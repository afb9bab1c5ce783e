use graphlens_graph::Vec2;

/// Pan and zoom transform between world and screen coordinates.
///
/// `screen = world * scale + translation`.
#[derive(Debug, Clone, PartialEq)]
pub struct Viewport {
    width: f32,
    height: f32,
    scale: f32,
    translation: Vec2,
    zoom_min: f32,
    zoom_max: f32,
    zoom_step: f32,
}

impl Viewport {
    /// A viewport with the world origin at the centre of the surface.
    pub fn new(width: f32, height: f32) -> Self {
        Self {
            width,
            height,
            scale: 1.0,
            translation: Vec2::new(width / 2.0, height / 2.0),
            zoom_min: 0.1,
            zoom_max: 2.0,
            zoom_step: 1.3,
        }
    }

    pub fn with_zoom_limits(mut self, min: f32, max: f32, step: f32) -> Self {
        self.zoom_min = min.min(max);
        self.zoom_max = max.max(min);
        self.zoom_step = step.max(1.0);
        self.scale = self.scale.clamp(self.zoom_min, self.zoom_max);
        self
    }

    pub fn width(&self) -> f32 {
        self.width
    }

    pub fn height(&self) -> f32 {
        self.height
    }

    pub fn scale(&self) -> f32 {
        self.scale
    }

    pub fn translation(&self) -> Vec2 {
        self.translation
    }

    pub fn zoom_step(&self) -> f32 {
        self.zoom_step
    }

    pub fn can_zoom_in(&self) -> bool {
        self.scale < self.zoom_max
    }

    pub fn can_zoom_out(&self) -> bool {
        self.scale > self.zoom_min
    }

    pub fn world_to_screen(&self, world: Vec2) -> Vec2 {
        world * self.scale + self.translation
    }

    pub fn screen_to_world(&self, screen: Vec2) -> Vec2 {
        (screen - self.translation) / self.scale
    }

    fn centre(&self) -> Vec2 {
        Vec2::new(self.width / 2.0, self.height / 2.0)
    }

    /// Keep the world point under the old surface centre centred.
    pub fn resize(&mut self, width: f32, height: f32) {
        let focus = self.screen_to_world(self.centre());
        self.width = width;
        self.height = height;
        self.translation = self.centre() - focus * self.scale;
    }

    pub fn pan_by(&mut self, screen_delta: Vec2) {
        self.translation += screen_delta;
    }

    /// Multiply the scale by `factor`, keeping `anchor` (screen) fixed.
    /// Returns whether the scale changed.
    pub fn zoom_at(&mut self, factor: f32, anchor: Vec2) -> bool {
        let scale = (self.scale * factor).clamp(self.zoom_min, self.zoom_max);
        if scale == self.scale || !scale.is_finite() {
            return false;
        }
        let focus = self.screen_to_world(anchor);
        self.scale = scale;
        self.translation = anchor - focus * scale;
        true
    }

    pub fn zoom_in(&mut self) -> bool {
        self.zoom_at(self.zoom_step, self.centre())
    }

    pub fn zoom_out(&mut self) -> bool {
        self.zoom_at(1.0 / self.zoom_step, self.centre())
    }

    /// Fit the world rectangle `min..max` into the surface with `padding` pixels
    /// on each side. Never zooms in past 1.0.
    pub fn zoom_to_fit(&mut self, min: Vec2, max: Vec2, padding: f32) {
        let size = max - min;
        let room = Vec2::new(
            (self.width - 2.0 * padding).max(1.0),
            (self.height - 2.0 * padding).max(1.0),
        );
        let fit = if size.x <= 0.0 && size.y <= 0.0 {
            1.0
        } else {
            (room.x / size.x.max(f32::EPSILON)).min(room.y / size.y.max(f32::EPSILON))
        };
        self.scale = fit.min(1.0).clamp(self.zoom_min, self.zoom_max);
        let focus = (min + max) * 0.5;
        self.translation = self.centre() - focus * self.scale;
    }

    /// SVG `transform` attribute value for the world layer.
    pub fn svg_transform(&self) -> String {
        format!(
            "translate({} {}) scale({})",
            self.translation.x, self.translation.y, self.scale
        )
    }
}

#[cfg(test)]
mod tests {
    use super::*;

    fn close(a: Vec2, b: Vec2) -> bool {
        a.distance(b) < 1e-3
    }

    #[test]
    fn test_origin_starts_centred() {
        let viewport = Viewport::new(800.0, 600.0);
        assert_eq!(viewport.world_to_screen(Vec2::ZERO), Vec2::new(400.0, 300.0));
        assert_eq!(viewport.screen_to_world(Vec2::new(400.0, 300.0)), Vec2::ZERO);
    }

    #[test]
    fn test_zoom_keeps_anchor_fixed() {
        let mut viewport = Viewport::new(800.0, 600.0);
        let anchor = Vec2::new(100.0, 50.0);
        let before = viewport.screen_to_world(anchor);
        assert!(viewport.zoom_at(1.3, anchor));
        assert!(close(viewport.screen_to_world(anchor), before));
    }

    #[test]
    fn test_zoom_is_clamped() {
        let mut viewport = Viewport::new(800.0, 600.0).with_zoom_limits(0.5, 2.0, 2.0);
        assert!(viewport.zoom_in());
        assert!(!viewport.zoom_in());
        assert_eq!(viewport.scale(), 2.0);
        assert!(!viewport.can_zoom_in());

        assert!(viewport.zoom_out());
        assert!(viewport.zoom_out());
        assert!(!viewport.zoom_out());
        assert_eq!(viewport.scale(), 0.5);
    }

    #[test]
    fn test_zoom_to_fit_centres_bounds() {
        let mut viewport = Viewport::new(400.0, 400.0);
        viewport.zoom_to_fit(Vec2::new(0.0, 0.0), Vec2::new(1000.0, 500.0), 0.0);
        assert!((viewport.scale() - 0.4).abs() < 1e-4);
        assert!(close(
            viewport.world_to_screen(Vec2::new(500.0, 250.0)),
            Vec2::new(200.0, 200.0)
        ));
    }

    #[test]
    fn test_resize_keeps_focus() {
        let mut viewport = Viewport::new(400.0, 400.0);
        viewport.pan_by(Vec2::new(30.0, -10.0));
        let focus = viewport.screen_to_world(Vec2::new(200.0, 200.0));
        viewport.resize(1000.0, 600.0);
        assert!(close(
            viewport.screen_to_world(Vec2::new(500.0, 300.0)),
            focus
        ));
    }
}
▬▬▬▬▬▬▬▬▬▬
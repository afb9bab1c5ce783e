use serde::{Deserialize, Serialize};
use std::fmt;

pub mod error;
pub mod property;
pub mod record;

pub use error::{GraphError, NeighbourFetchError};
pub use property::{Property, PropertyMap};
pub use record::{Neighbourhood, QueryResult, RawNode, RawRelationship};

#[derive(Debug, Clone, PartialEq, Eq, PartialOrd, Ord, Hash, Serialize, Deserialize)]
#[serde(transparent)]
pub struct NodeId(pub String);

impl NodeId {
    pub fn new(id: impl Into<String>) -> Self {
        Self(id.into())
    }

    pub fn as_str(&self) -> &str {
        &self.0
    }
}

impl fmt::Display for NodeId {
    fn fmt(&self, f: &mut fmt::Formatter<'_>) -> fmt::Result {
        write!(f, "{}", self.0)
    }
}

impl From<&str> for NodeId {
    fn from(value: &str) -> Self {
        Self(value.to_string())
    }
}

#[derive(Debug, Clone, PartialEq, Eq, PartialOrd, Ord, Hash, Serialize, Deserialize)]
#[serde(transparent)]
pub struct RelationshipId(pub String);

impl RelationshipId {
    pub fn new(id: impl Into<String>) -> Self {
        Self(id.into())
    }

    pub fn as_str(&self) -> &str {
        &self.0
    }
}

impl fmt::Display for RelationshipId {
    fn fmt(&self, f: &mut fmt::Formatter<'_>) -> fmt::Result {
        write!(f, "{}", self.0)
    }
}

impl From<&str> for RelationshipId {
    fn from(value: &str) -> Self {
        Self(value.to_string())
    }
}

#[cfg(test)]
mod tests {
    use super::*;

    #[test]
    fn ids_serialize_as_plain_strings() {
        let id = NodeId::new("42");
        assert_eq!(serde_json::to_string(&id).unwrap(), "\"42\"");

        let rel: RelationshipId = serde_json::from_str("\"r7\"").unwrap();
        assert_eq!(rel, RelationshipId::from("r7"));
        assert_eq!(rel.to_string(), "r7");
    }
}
▬▬▬▬▬▬▬▬▬▬
EXERCISE PROMPT
A copy of each line in the data above that holds the string "padding" is needed.

YOUR SOLUTION
    /// Fit the world rectangle `min..max` into the surface with `padding` pixels
    pub fn zoom_to_fit(&mut self, min: Vec2, max: Vec2, padding: f32) {
            (self.width - 2.0 * padding).max(1.0),
            (self.height - 2.0 * padding).max(1.0),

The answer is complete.